Found 210337 unique tokens (from sentences)


In [35]:
# pad sequences to have all sentences with the same length
data = tf.keras.preprocessing.sequence.pad_sequences(sequences, maxlen=MAX_SEQUENCE_LENGTH)
print('Shape of data tensor:', data.shape)

Shape of data tensor: (159571, 80)


In [36]:
# prepare embedding matrix (words not having an pre-trained embedding get all zeros as embedding)
print('Filling pre-trained embeddings...')
num_words = min(MAX_VOCAB_SIZE, len(word2idx) + 1)
embedding_matrix = np.zeros((num_words, EMBEDDING_DIM))
for word, i in word2idx.items():
    if i < num_words:
        if word in word2vec:
            embedding_matrix[i] = word2vec[word]       
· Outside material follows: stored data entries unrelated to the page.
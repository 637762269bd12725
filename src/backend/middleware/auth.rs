/**
 * Authentication Middleware
 *
 * This module provides middleware for protecting routes that require a user
 * or an admin session. It extracts and verifies the bearer token from the
 * Authorization header and makes the caller available to handlers through
 * the `AuthUser` and `AuthAdmin` extractors.
 *
 * # Silent Renewal
 *
 * When a user's access token has expired and the request carries a valid
 * refresh token in `x-refresh-token` (matching the one stored for that
 * user), the request proceeds and a new short-lived access token is returned
 * in the `x-new-access-token` response header.
 */

use axum::{
    extract::{FromRequestParts, Request, State},
    http::{header::AUTHORIZATION, request::Parts, HeaderMap, HeaderValue},
    middleware::Next,
    response::Response,
};
use uuid::Uuid;

use crate::backend::auth::sessions::{Claims, Role, TokenError};
use crate::backend::error::BackendError;
use crate::backend::server::state::AppState;

pub const REFRESH_TOKEN_HEADER: &str = "x-refresh-token";
pub const NEW_ACCESS_TOKEN_HEADER: &str = "x-new-access-token";

#[derive(Clone, Debug)]
pub struct AuthenticatedUser {
    pub user_id: Uuid,
    pub email: String,
}

#[derive(Clone, Debug)]
pub struct AuthenticatedAdmin {
    pub admin_id: Uuid,
    pub email: String,
}

fn bearer_token(headers: &HeaderMap) -> Result<&str, BackendError> {
    let header = headers
        .get(AUTHORIZATION)
        .and_then(|h| h.to_str().ok())
        .ok_or_else(|| {
            tracing::warn!("Missing Authorization header");
            BackendError::unauthorized("Access token is required")
        })?;

    header
        .strip_prefix("Bearer ")
        .map(str::trim)
        .filter(|token| !token.is_empty())
        .ok_or_else(|| {
            tracing::warn!("Invalid Authorization header format");
            BackendError::unauthorized("Invalid token")
        })
}

/// Exchange a refresh token for a new access token.
///
/// The token must verify against the refresh secret and equal the one
/// currently stored for its user.
pub async fn renew_access(app_state: &AppState, refresh_token: &str) -> Result<(Claims, String), BackendError> {
    let claims = app_state.tokens.verify_refresh(refresh_token).map_err(|e| {
        tracing::warn!("Invalid refresh token: {}", e);
        BackendError::unauthorized("Invalid refresh token")
    })?;
    let user_id = claims.subject()?;

    let stored = app_state.refresh_tokens.refresh_token(user_id).await?;
    if stored.as_deref() != Some(refresh_token) {
        tracing::warn!(%user_id, "Refresh token does not match stored token");
        return Err(BackendError::unauthorized("Invalid refresh token"));
    }

    let access_token = app_state.tokens.issue_refreshed_access(user_id, &claims.email)?;
    Ok((claims, access_token))
}

pub async fn auth_middleware(
    State(app_state): State<AppState>,
    mut request: Request,
    next: Next,
) -> Result<Response, BackendError> {
    let token = bearer_token(request.headers())?;

    let (claims, renewed) = match app_state.tokens.verify_access(token) {
        Ok(claims) => (claims, None),
        Err(TokenError::Expired) => {
            let refresh_token = request
                .headers()
                .get(REFRESH_TOKEN_HEADER)
                .and_then(|h| h.to_str().ok())
                .ok_or_else(|| BackendError::unauthorized("Token expired"))?
                .to_string();
            let (claims, access_token) = renew_access(&app_state, &refresh_token).await?;
            tracing::debug!(user = %claims.sub, "Access token renewed from refresh token");
            (claims, Some(access_token))
        }
        Err(e) => {
            tracing::warn!("Invalid token: {}", e);
            return Err(BackendError::unauthorized("Invalid token"));
        }
    };

    if claims.role != Role::User {
        return Err(BackendError::unauthorized("Invalid token"));
    }
    let user_id = claims.subject()?;

    let user = app_state
        .users
        .find_user(user_id)
        .await?
        .filter(|user| !user.is_deleted)
        .ok_or_else(|| {
            tracing::warn!(%user_id, "Token for missing or deleted user");
            BackendError::unauthorized("User not found")
        })?;

    request.extensions_mut().insert(AuthenticatedUser {
        user_id,
        email: user.email,
    });

    let mut response = next.run(request).await;
    if let Some(value) = renewed.and_then(|token| HeaderValue::from_str(&token).ok()) {
        response.headers_mut().insert(NEW_ACCESS_TOKEN_HEADER, value);
    }
    Ok(response)
}

pub async fn admin_middleware(
    State(app_state): State<AppState>,
    mut request: Request,
    next: Next,
) -> Result<Response, BackendError> {
    let token = bearer_token(request.headers())?;

    let claims = app_state.tokens.verify_access(token).map_err(|e| {
        tracing::warn!("Invalid admin token: {}", e);
        BackendError::unauthorized("Invalid token")
    })?;
    if claims.role != Role::Admin {
        return Err(BackendError::unauthorized("Admin access required"));
    }
    let admin_id = claims.subject()?;

    let admin = app_state.admins.find_admin(admin_id).await?.ok_or_else(|| {
        tracing::warn!(%admin_id, "Token for missing admin");
        BackendError::unauthorized("Admin not found")
    })?;

    request.extensions_mut().insert(AuthenticatedAdmin {
        admin_id,
        email: admin.email,
    });

    Ok(next.run(request).await)
}

#[derive(Clone, Debug)]
pub struct AuthUser(pub AuthenticatedUser);

impl FromRequestParts<AppState> for AuthUser {
    type Rejection = BackendError;

    async fn from_request_parts(parts: &mut Parts, _state: &AppState) -> Result<Self, Self::Rejection> {
        let user = parts
            .extensions
            .get::<AuthenticatedUser>()
            .cloned()
            .ok_or_else(|| {
                tracing::warn!("AuthenticatedUser not found in request extensions");
                BackendError::unauthorized("Access token is required")
            })?;

        Ok(AuthUser(user))
    }
}

#[derive(Clone, Debug)]
pub struct AuthAdmin(pub AuthenticatedAdmin);

impl FromRequestParts<AppState> for AuthAdmin {
    type Rejection = BackendError;

    async fn from_request_parts(parts: &mut Parts, _state: &AppState) -> Result<Self, Self::Rejection> {
        let admin = parts
            .extensions
            .get::<AuthenticatedAdmin>()
            .cloned()
            .ok_or_else(|| {
                tracing::warn!("AuthenticatedAdmin not found in request extensions");
                BackendError::unauthorized("Access token is required")
            })?;

        Ok(AuthAdmin(admin))
    }
}
//! Area and hotspot deletion
//!
//! Two deliberately different policies:
//! - [`Project::delete_area`] removes only the area (and the placements it
//!   holds). Hotspots and info markers pointing at it are left in place.
//! - [`Project::delete_area_and_hotspot`] removes the named entity plus its
//!   directly linked counterpart, one hop only.

use serde::Serialize;

use crate::staging::error::GraphError;
use crate::staging::model::{Area, Hotspot, Project};

/// What [`Project::delete_area_and_hotspot`] removed
#[derive(Debug, Clone, Default, PartialEq, Serialize)]
#[serde(rename_all = "camelCase")]
pub struct PairDeletion {
    pub deleted_areas: Vec<Area>,
    pub deleted_hotspots: Vec<Hotspot>,
}

impl PairDeletion {
    pub fn is_empty(&self) -> bool {
        self.deleted_areas.is_empty() && self.deleted_hotspots.is_empty()
    }
}

impl Project {
    /// Remove one area.
    ///
    /// If the first area is removed its image passes to the new first area
    /// when that one has none. If a single area remains, its image moves up
    /// to the project.
    pub fn delete_area(&mut self, area_key: &str) -> Result<Area, GraphError> {
        let index = self.resolve_area(area_key).ok_or(GraphError::AreaNotFound)?;
        let removed = self.areas.remove(index);

        if index == 0 {
            if let (Some(first), Some(image)) = (self.areas.first_mut(), removed.image.as_ref()) {
                if first.image.is_none() {
                    first.image = Some(image.clone());
                }
            }
        }
        self.lift_single_area_image();

        tracing::debug!(project_id = %self.id, area_id = %removed.area_id, remaining = self.areas.len(), "area deleted");
        Ok(removed)
    }

    /// Remove an area and/or a hotspot together with the counterpart each is
    /// linked to.
    ///
    /// - an area takes the hotspot whose `hotspotId` is its `parentHotspotId`
    /// - a hotspot takes the area whose `areaId` is its `childAreaId`
    pub fn delete_area_and_hotspot(
        &mut self,
        area_key: Option<&str>,
        hotspot_key: Option<&str>,
    ) -> Result<PairDeletion, GraphError> {
        let area_key = area_key.map(str::trim).filter(|key| !key.is_empty());
        let hotspot_key = hotspot_key.map(str::trim).filter(|key| !key.is_empty());
        if area_key.is_none() && hotspot_key.is_none() {
            return Err(GraphError::validation(
                "areaId",
                "Either areaId or hotspotId is required",
            ));
        }

        let mut deleted = PairDeletion::default();

        if let Some(index) = area_key.and_then(|key| self.resolve_area(key)) {
            let area = self.areas.remove(index);
            if let Some(linked) = area.parent_hotspot_id.as_deref() {
                if let Some(position) = self.hotspots.iter().position(|h| h.hotspot_id == linked) {
                    deleted.deleted_hotspots.push(self.hotspots.remove(position));
                }
            }
            deleted.deleted_areas.push(area);
        }

        if let Some(key) = hotspot_key {
            if let Some(position) = self
                .hotspots
                .iter()
                .position(|h| h.hotspot_id == key || h.doc_id == key)
            {
                let hotspot = self.hotspots.remove(position);
                if let Some(linked) = hotspot.child_area_id.as_deref() {
                    if let Some(index) = self.areas.iter().position(|a| a.area_id == linked) {
                        deleted.deleted_areas.push(self.areas.remove(index));
                    }
                }
                deleted.deleted_hotspots.push(hotspot);
            }
        }

        if deleted.is_empty() {
            return Err(GraphError::NothingToDelete);
        }
        self.relocate_images();

        tracing::debug!(
            project_id = %self.id,
            areas = deleted.deleted_areas.len(),
            hotspots = deleted.deleted_hotspots.len(),
            "area/hotspot pair deleted"
        );
        Ok(deleted)
    }
}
Filling pre-trained embeddings...


In [37]:
# creates embedding layer (not trainable)
embedding = tf.keras.layers.Embedding(
    num_words,
    EMBEDDING_DIM,
    weights=[embedding_matrix],
    input_length=MAX_SEQUENCE_LENGTH,
    trainable=False
)

In [38]:
# train a 1D convnet with global maxpooling
input_ = tf.keras.layers.Input(shape=(MAX_SEQUENCE_LENGTH,))
x = embedding(input_)
x = tf.keras.layers.Conv1D(128, 3, activation='relu')(x)
x = tf.keras.layers.MaxPooling1D(3)(x)
x = tf.keras.layers.Conv1D(128, 3, activation='relu')(x)
x = tf.keras.layers.MaxPooling1D(3)(x)
x = tf.keras.layers.Conv1D(128, 3, activation='relu')(x)
x = tf.keras.layers.GlobalMaxPooling1D()(x)
x = tf.keras.layers.Dense(128, activation='relu')(x)
output_ = tf.keras.layers.Dense(len(classes), activation='sigmoid')(x)

In [39]:
model = tf.keras.Model(input_, output_)
model.compile(
  loss='binary_crossentropy',
  optimizer='rmsprop',
  metrics=['accuracy']
)

In [40]:
model.summary()

Model: "model_1"
_________________________________________________________________
Layer (type)                 Output Shape              Param #   
input_3 (InputLayer)         [(None, 80)]              0         
_________________________________________________________________
embedding_2 (Embedding)      (None, 80, 100)           2000000   
_________________________________________________________________
conv1d_6 (Conv1D)            (None, 78, 128)           38528     
_________________________________________________________________
max_pooling1d_4 (MaxPooling1 (None, 26, 128)           0         
_________________________________________________________________
conv1d_7 (Conv1D)            (None, 24, 128)           49280     
_________________________________________________________________
max_pooling1d_5 (MaxPooling1 (None, 8, 128)            0         
_________________________________________________________________
conv1d_8 (Conv1D)            (None, 6, 128)            4928

In [41]:
print('Training model...')
r = model.fit(
  data,
  targets,
  batch_size=BATCH_SIZE,
  epochs=EPOCHS,
  validation_split=VALIDATION_SPLIT
)

Training model...
Train on 127656 samples, validate on 31915 samples